Task objective: Wherever the string "impl" shows up in the data below, copy the whole line.

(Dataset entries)
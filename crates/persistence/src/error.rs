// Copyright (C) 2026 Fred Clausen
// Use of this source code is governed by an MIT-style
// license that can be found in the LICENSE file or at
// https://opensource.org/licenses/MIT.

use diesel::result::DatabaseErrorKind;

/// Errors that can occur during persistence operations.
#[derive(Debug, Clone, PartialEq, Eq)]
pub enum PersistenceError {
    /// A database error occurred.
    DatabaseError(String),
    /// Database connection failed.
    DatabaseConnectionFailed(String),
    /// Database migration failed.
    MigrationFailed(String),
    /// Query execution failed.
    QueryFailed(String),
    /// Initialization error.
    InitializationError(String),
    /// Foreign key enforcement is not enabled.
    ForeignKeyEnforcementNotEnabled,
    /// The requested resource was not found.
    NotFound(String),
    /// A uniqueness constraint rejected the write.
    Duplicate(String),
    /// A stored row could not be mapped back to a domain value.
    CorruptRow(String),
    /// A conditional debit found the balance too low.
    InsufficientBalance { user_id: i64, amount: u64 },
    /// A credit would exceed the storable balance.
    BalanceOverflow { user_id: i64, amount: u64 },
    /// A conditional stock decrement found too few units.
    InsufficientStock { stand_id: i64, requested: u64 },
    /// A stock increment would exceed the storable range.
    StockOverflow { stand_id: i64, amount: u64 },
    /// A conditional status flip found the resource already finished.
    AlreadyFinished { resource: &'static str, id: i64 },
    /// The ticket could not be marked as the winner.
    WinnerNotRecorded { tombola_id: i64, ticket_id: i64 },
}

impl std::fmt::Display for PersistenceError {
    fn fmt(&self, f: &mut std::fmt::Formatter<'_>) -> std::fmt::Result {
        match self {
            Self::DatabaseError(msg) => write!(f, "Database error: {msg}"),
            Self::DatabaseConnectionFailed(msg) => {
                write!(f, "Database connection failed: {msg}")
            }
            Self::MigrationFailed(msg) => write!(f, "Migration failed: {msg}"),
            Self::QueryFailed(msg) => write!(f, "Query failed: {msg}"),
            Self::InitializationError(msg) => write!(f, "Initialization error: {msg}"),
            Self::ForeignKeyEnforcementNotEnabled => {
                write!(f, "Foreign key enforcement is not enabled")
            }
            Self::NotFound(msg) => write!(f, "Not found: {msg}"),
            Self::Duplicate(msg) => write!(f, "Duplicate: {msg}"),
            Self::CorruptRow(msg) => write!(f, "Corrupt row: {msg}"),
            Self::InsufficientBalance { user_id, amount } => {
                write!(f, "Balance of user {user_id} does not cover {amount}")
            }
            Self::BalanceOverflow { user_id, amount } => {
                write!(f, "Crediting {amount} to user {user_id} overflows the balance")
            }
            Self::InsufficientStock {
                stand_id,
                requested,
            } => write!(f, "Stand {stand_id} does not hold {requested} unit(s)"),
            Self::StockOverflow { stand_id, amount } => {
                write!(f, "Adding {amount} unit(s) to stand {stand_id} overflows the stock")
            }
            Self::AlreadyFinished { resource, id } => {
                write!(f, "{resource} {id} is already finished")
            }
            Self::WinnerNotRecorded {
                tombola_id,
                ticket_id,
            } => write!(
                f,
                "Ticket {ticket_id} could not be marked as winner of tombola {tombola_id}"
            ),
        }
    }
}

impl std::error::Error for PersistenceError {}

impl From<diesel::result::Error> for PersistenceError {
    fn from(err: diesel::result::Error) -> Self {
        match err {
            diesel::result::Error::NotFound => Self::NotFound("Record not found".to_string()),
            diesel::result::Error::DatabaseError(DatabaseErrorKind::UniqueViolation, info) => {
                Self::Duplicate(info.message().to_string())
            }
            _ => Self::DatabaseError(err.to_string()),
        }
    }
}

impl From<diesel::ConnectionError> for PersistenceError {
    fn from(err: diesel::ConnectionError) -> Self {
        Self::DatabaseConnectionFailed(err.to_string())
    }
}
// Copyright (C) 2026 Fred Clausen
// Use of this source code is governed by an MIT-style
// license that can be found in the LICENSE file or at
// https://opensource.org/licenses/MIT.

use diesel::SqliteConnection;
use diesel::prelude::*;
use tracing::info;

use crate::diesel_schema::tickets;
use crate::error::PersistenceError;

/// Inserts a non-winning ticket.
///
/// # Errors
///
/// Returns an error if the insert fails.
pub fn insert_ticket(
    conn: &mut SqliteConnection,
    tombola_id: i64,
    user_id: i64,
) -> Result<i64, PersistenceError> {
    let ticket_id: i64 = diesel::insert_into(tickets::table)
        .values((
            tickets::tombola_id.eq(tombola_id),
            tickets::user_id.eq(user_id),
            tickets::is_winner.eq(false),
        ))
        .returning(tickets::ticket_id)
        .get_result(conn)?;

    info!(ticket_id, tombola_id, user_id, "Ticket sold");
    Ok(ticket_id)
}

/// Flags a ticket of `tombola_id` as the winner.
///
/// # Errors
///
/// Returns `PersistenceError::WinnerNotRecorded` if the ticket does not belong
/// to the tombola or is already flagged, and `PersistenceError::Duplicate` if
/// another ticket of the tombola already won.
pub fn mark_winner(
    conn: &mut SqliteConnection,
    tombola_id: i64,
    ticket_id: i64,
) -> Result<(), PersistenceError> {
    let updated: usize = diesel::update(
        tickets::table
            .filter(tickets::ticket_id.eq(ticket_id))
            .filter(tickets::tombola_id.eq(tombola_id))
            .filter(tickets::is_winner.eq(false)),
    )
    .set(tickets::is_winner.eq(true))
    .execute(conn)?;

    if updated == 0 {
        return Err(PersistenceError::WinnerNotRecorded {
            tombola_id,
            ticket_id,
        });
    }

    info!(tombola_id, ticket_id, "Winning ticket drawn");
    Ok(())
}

Reply:
impl std::fmt::Display for PersistenceError {
impl std::error::Error for PersistenceError {}
impl From<diesel::result::Error> for PersistenceError {
impl From<diesel::ConnectionError> for PersistenceError {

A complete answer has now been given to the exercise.